A Caixa Econômica Federal registrou lucro líquido recorrente de R$ 3,9 bilhões no segundo trimestre de 2026. O resultado representa crescimento de 5,9% em relação ao mesmo período de 2025 e de 12,4% na comparação com os primeiros três meses deste ano.
No primeiro semestre, porém, o lucro recorrente somou R$ 7,4 bilhões, queda de 17,6% em relação ao mesmo período do ano passado.
A carteira de crédito do banco alcançou R$ 1,448 trilhão em junho, alta de 11,9% em 12 meses. O crédito imobiliário responde por 69,4% desse total, com saldo de R$ 1,005 trilhão, crescimento de 15% em um ano.
Entre abril e junho, as contratações de financiamentos imobiliários chegaram a R$ 137,6 bilhões, alta de 29,3% na comparação anual. A Caixa manteve participação de cerca de 68% no mercado habitacional.
O crédito para pessoas físicas somou R$ 156,5 bilhões, alta de 8,7%, enquanto a carteira para empresas chegou a R$ 113,9 bilhões, crescimento de 6,5%.

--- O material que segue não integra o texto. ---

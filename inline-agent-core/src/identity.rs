//! Account and region lookup for Lambda ARNs
//!
//! Lambda-backed action groups are serialized with a fully-qualified function
//! ARN, which needs the caller's account id and region. An
//! [`IdentityProvider`] supplies them; [`IdentityPolicy`] decides what happens
//! when it cannot.

use thiserror::Error;

/// Account id used when [`IdentityPolicy::PlaceholderOnFailure`] applies
pub const PLACEHOLDER_ACCOUNT_ID: &str = "123456789012";

/// Region used when [`IdentityPolicy::PlaceholderOnFailure`] applies
pub const PLACEHOLDER_REGION: &str = "us-east-1";

/// Environment variable read by [`IdentityPolicy::from_env`]
pub const IDENTITY_FALLBACK_ENV: &str = "INLINE_AGENT_IDENTITY_FALLBACK";

/// Errors from identity lookup
#[derive(Debug, Clone, PartialEq, Eq, Error)]
pub enum IdentityError {
    /// The lookup call failed (no credentials, network, access denied, ...)
    #[error("identity lookup failed: {0}")]
    Unavailable(String),

    /// The lookup succeeded but a field was missing
    #[error("identity lookup returned no {0}")]
    Incomplete(&'static str),
}

/// The account and region ARNs are built for
#[derive(Debug, Clone, PartialEq, Eq, Hash)]
pub struct Identity {
    pub account_id: String,
    pub region: String,
}

impl Identity {
    pub fn new(account_id: impl Into<String>, region: impl Into<String>) -> Self {
        Self {
            account_id: account_id.into(),
            region: region.into(),
        }
    }

    /// Fixed identity for tests and offline use
    pub fn placeholder() -> Self {
        Self::new(PLACEHOLDER_ACCOUNT_ID, PLACEHOLDER_REGION)
    }

    /// ARN of a Lambda function in this account and region
    pub fn lambda_arn(&self, function_name: &str) -> String {
        format!(
            "arn:aws:lambda:{}:{}:function:{}",
            self.region, self.account_id, function_name
        )
    }
}

/// Source of the caller's account id and region
#[async_trait::async_trait]
pub trait IdentityProvider: Send + Sync {
    async fn identity(&self) -> Result<Identity, IdentityError>;
}

/// Provider that always returns the same identity
#[derive(Debug, Clone)]
pub struct StaticIdentityProvider {
    identity: Identity,
}

impl StaticIdentityProvider {
    pub fn new(identity: Identity) -> Self {
        Self { identity }
    }

    pub fn placeholder() -> Self {
        Self::new(Identity::placeholder())
    }
}

#[async_trait::async_trait]
impl IdentityProvider for StaticIdentityProvider {
    async fn identity(&self) -> Result<Identity, IdentityError> {
        Ok(self.identity.clone())
    }
}

/// What to do when the identity lookup fails
#[derive(Debug, Clone, Copy, PartialEq, Eq, Default)]
pub enum IdentityPolicy {
    /// Propagate the failure
    #[default]
    Strict,
    /// Substitute [`Identity::placeholder`] and log a warning.
    ///
    /// Intended for tests and offline runs only: in production a credentials
    /// problem would otherwise surface as an ARN in the wrong account.
    PlaceholderOnFailure,
}

impl IdentityPolicy {
    /// Read the policy from `INLINE_AGENT_IDENTITY_FALLBACK`.
    ///
    /// Only the value `placeholder` selects [`IdentityPolicy::PlaceholderOnFailure`].
    pub fn from_env() -> Self {
        std::env::var(IDENTITY_FALLBACK_ENV)
            .map(|value| Self::parse(&value))
            .unwrap_or_default()
    }

    /// Parse a policy name; unknown values are `Strict`.
    pub fn parse(value: &str) -> Self {
        if value.trim().eq_ignore_ascii_case("placeholder") {
            Self::PlaceholderOnFailure
        } else {
            Self::Strict
        }
    }
}

#[cfg(feature = "sts")]
pub use sts::StsIdentityProvider;

#[cfg(feature = "sts")]
mod sts {
    use super::{Identity, IdentityError, IdentityProvider};
    use aws_sdk_sts::error::DisplayErrorContext;
    use aws_sdk_sts::Client;

    /// Identity from STS `GetCallerIdentity` and the loaded SDK region
    #[derive(Debug, Clone)]
    pub struct StsIdentityProvider {
        client: Client,
        region: Option<String>,
    }

    impl StsIdentityProvider {
        /// Load AWS configuration from the environment (via aws-config)
        pub async fn from_env() -> Self {
            let sdk_config = aws_config::load_from_env().await;
            Self::new(&sdk_config)
        }

        /// Build from an already loaded SDK configuration
        pub fn new(sdk_config: &aws_config::SdkConfig) -> Self {
            Self {
                client: Client::new(sdk_config),
                region: sdk_config.region().map(|region| region.to_string()),
            }
        }
    }

    #[async_trait::async_trait]
    impl IdentityProvider for StsIdentityProvider {
        async fn identity(&self) -> Result<Identity, IdentityError> {
            let Some(region) = self.region.clone() else {
                return Err(IdentityError::Incomplete("region"));
            };

            let output = self
                .client
                .get_caller_identity()
                .send()
                .await
                .map_err(|e| {
                    IdentityError::Unavailable(DisplayErrorContext(&e).to_string())
                })?;

            let account_id = output
                .account()
                .ok_or(IdentityError::Incomplete("account id"))?;

            Ok(Identity::new(account_id, region))
        }
    }
}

O aumento do crédito veio acompanhado de alta na inadimplência. As operações com atraso superior a 90 dias representaram 3,64% da carteira, ante 2,66% um ano antes.

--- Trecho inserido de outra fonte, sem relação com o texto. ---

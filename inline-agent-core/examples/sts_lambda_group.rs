// Example resolving Lambda ARNs with the caller's real AWS identity
//
// The account id comes from STS GetCallerIdentity and the region from the
// standard AWS configuration chain (AWS_REGION, profile, ...).
//
// Set INLINE_AGENT_IDENTITY_FALLBACK=placeholder to run without credentials;
// the ARN will then use a placeholder account and region.
//
// Run with: cargo run --example sts_lambda_group --features sts

use inline_agent_core::identity::{IdentityPolicy, StsIdentityProvider};
use inline_agent_core::{ActionGroup, ActionGroups, ApiSchema, ExecutorResolver};

#[tokio::main]
async fn main() -> anyhow::Result<()> {
    let group = ActionGroup::builder("HotelReservations")
        .description("Search and book hotel rooms")
        .lambda("HotelReservationsFn")
        .api_schema(ApiSchema::s3("agent-schemas", "hotel/openapi.yaml"))
        .build()?;
    let groups = ActionGroups::new([group])?;

    let resolver = ExecutorResolver::new(StsIdentityProvider::from_env().await)
        .with_identity_policy(IdentityPolicy::from_env());

    match groups.serialize(&resolver).await {
        Ok(payload) => println!("{}", serde_json::to_string_pretty(&payload)?),
        Err(e) if e.is_identity() => {
            eprintln!("Could not resolve the Lambda ARN: {}", e);
            eprintln!(
                "Configure AWS credentials or set INLINE_AGENT_IDENTITY_FALLBACK=placeholder"
            );
        }
        Err(e) => return Err(e.into()),
    }

    Ok(())
}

No agronegócio, a inadimplência passou de 7,02% no segundo trimestre de 2025 para 20,74% no mesmo período deste ano. Para pessoas físicas, o índice ficou em 6,29%; para pessoas jurídicas, em 14,05%; no crédito imobiliário, em 1,45%.
As provisões para perdas de crédito chegaram a R$ 6,97 bilhões no segundo trimestre, alta de 97,6% em um ano.